___ RECORDS SHOWN
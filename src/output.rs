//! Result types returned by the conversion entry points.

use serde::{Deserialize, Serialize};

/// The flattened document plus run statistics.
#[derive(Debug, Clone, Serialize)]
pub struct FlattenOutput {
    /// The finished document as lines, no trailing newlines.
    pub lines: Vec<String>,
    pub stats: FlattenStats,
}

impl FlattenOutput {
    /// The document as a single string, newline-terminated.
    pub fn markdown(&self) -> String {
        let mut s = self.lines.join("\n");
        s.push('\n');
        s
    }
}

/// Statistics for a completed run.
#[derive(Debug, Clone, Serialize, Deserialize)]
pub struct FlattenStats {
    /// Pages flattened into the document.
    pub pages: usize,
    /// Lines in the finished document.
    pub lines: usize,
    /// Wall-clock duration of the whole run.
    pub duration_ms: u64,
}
______
Note every line of the records that holds the word "self", and copy it.

**EXERCISE SOLUTION**
    pub fn markdown(&self) -> String {
        let mut s = self.lines.join("\n");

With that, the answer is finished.